3. Theological Seminaries. There is no doubt that one of the chief sources of the repugnance to re-union which remained to the last, if it does not still linger, in some parts of the church, is to be found in the attitude in which it places the theological seminaries of the respective branches of the church. The fact that it invests the branch lately New School with a full share in the legal control of the seminaries of the other branch, because these are all by their charters placed under Assembly supervision, while it leaves those of the other body entirely independent of the Assembly, and of all supervision by any portion of the late 0. S. church, except such as they may please to elect into their Boards of direction, involves an inequality which has been more deeply felt than expressed, especially by some of the principal donors to the funds of Princeton and other Old School seminaries. This is so serious a matter, that the importance of some provision to meet it has been felt by right-minded men on all sides. It has found utterance in the following among the “concurrent declarations” adopted, with nearly complete unanimity, by both branches of the church.

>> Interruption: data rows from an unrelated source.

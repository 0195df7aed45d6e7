//! Store traits and the provider dispatch that builds them.
//!
//! Services depend only on these traits. Each trait documents which of its
//! operations must be atomic; both the PostgreSQL repositories and the
//! in-memory store honour those guarantees.

use std::sync::Arc;

use async_trait::async_trait;
use chrono::{DateTime, NaiveDate, Utc};
use tracing::info;
use uuid::Uuid;

use blacklight_core::config::DatabaseConfig;
use blacklight_core::error::AppError;
use blacklight_core::result::AppResult;
use blacklight_core::types::{PageRequest, PageResponse};
use blacklight_entity::ad::{Ad, CreateAd};
use blacklight_entity::booking::{Booking, BookingStatus, NewBooking};
use blacklight_entity::order::{NewOrder, Order, OrderStatus};
use blacklight_entity::product::{CreateProduct, Product, ProductCategory, UpdateProduct};
use blacklight_entity::report::{BookingTotals, OrderTotals};
use blacklight_entity::room::{CreateRoom, Room, UpdateRoom};
use blacklight_entity::user::{CreateUser, UpdateProfile, User};

use crate::connection::DatabasePool;
use crate::memory::MemoryStore;
use crate::repositories::{
    AdRepository, BookingRepository, OrderRepository, ProductRepository, RoomRepository,
    UserRepository,
};

#[async_trait]
pub trait RoomStore: Send + Sync + 'static {
    async fn find_by_id(&self, id: Uuid) -> AppResult<Option<Room>>;
    async fn list(&self) -> AppResult<Vec<Room>>;
    async fn create(&self, data: &CreateRoom) -> AppResult<Room>;
    /// Returns `None` when the room does not exist.
    async fn update(&self, id: Uuid, data: &UpdateRoom) -> AppResult<Option<Room>>;
    /// Fails with `Conflict` while bookings still reference the room.
    async fn delete(&self, id: Uuid) -> AppResult<bool>;
}

#[async_trait]
pub trait BookingStore: Send + Sync + 'static {
    async fn find_by_id(&self, id: Uuid) -> AppResult<Option<Booking>>;

    /// Newest first. `customer_id` restricts the listing to one customer.
    async fn list(
        &self,
        customer_id: Option<Uuid>,
        page: &PageRequest,
    ) -> AppResult<PageResponse<Booking>>;

    /// Pending and confirmed bookings for a room on a date.
    async fn find_active_for_room(&self, room_id: Uuid, date: NaiveDate)
    -> AppResult<Vec<Booking>>;

    /// Insert a pending, unpaid booking if its window is free.
    ///
    /// The overlap check and the insert form one atomic unit per room:
    /// of two concurrent overlapping requests exactly one succeeds and the
    /// other fails with `SlotConflict`. Fails with `NotFound` if the room
    /// does not exist.
    async fn create_if_free(&self, booking: &NewBooking) -> AppResult<Booking>;

    /// Move a booking to `next` if the transition table allows it, else
    /// `InvalidStatusTransition`. Read, check and write are atomic.
    async fn update_status(&self, id: Uuid, next: BookingStatus) -> AppResult<Booking>;

    /// Set the payment status to paid. Idempotent.
    async fn mark_paid(&self, id: Uuid) -> AppResult<Booking>;

    /// Revenue and status counts over all bookings; `day` selects the
    /// bookings counted as that day's revenue.
    async fn totals(&self, day: NaiveDate) -> AppResult<BookingTotals>;
}

#[async_trait]
pub trait ProductStore: Send + Sync + 'static {
    async fn find_by_id(&self, id: Uuid) -> AppResult<Option<Product>>;
    async fn list(&self, category: Option<ProductCategory>) -> AppResult<Vec<Product>>;
    async fn create(&self, data: &CreateProduct) -> AppResult<Product>;
    async fn update(&self, id: Uuid, data: &UpdateProduct) -> AppResult<Option<Product>>;
    /// Fails with `Conflict` while order items still reference the product.
    async fn delete(&self, id: Uuid) -> AppResult<bool>;
}

#[async_trait]
pub trait OrderStore: Send + Sync + 'static {
    /// Loads the order together with its items.
    async fn find_by_id(&self, id: Uuid) -> AppResult<Option<Order>>;

    async fn list(
        &self,
        customer_id: Option<Uuid>,
        page: &PageRequest,
    ) -> AppResult<PageResponse<Order>>;

    /// Check stock for every line, decrement it, and persist the order.
    ///
    /// All-or-nothing: if any line is short the call fails with
    /// `InsufficientStock` naming the product and no stock changes.
    /// Concurrent placements never take the same unit twice.
    async fn place(&self, order: &NewOrder) -> AppResult<Order>;

    /// Move an order to `next` following the pipeline for its order type.
    async fn update_status(&self, id: Uuid, next: OrderStatus) -> AppResult<Order>;

    /// Set the payment status to paid. Idempotent.
    async fn mark_paid(&self, id: Uuid) -> AppResult<Order>;

    /// Revenue and status counts over all orders; `day` is the UTC date of
    /// placement counted as that day's revenue.
    async fn totals(&self, day: NaiveDate) -> AppResult<OrderTotals>;
}

#[async_trait]
pub trait UserStore: Send + Sync + 'static {
    async fn find_by_id(&self, id: Uuid) -> AppResult<Option<User>>;
    /// Case-insensitive lookup.
    async fn find_by_email(&self, email: &str) -> AppResult<Option<User>>;
    async fn list(&self, page: &PageRequest) -> AppResult<PageResponse<User>>;
    async fn count(&self) -> AppResult<i64>;
    /// Fails with `Conflict` if the e-mail is taken (case-insensitive).
    async fn create(&self, data: &CreateUser) -> AppResult<User>;
    async fn update_profile(&self, id: Uuid, data: &UpdateProfile) -> AppResult<Option<User>>;
}

#[async_trait]
pub trait AdStore: Send + Sync + 'static {
    /// Ads that are permanent, have no expiry, or expire after `now`.
    async fn list_active(&self, now: DateTime<Utc>) -> AppResult<Vec<Ad>>;
    async fn create(&self, data: &CreateAd) -> AppResult<Ad>;
    async fn delete(&self, id: Uuid) -> AppResult<bool>;
}

/// The full set of stores handed to the service layer.
#[derive(Clone)]
pub struct Stores {
    pub rooms: Arc<dyn RoomStore>,
    pub bookings: Arc<dyn BookingStore>,
    pub products: Arc<dyn ProductStore>,
    pub orders: Arc<dyn OrderStore>,
    pub users: Arc<dyn UserStore>,
    pub ads: Arc<dyn AdStore>,
    pool: Option<DatabasePool>,
}

impl Stores {
    /// Build the stores for the configured provider.
    pub async fn from_config(config: &DatabaseConfig) -> AppResult<Self> {
        match config.provider.as_str() {
            "postgres" => {
                info!("Initializing PostgreSQL stores");
                let pool = DatabasePool::connect(config).await?;
                if config.run_migrations {
                    crate::migration::run_migrations(pool.pool()).await?;
                }
                Ok(Self::postgres(pool))
            }
            "memory" => {
                info!("Initializing in-memory stores");
                Ok(Self::memory())
            }
            other => Err(AppError::configuration(format!(
                "Unknown database provider: '{other}'. Supported: postgres, memory"
            ))),
        }
    }

    /// Stores backed by one PostgreSQL pool.
    pub fn postgres(pool: DatabasePool) -> Self {
        let pg = pool.pool().clone();
        Self {
            rooms: Arc::new(RoomRepository::new(pg.clone())),
            bookings: Arc::new(BookingRepository::new(pg.clone())),
            products: Arc::new(ProductRepository::new(pg.clone())),
            orders: Arc::new(OrderRepository::new(pg.clone())),
            users: Arc::new(UserRepository::new(pg.clone())),
            ads: Arc::new(AdRepository::new(pg)),
            pool: Some(pool),
        }
    }

    /// Stores sharing a single fresh in-memory state.
    pub fn memory() -> Self {
        let store = MemoryStore::new();
        Self {
            rooms: Arc::new(store.clone()),
            bookings: Arc::new(store.clone()),
            products: Arc::new(store.clone()),
            orders: Arc::new(store.clone()),
            users: Arc::new(store.clone()),
            ads: Arc::new(store),
            pool: None,
        }
    }

    /// Name of the active backend, for health reporting.
    pub fn backend(&self) -> &'static str {
        if self.pool.is_some() {
            "postgres"
        } else {
            "memory"
        }
    }

    /// Whether the backend is reachable. Always true for memory.
    pub async fn health_check(&self) -> AppResult<bool> {
        match &self.pool {
            Some(pool) => pool.health_check().await,
            None => Ok(true),
        }
    }

    pub async fn close(&self) {
        if let Some(pool) = &self.pool {
            pool.close().await;
        }
    }
}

"Art. 9. In order to a uniform system of ecclesiastical supervision, those theological seminaries that are now under Assembly control may, if their Boards of direction so elect, be transferred to the watch and care of one or more of the adjacent Syuods; and the other seminaries are advised to introduce, as far as may be, into their constitutions, the principle of synodical or assembly supervision; in which case they shall be entitled to an official recognition or approbation on the part of the General Assembly.”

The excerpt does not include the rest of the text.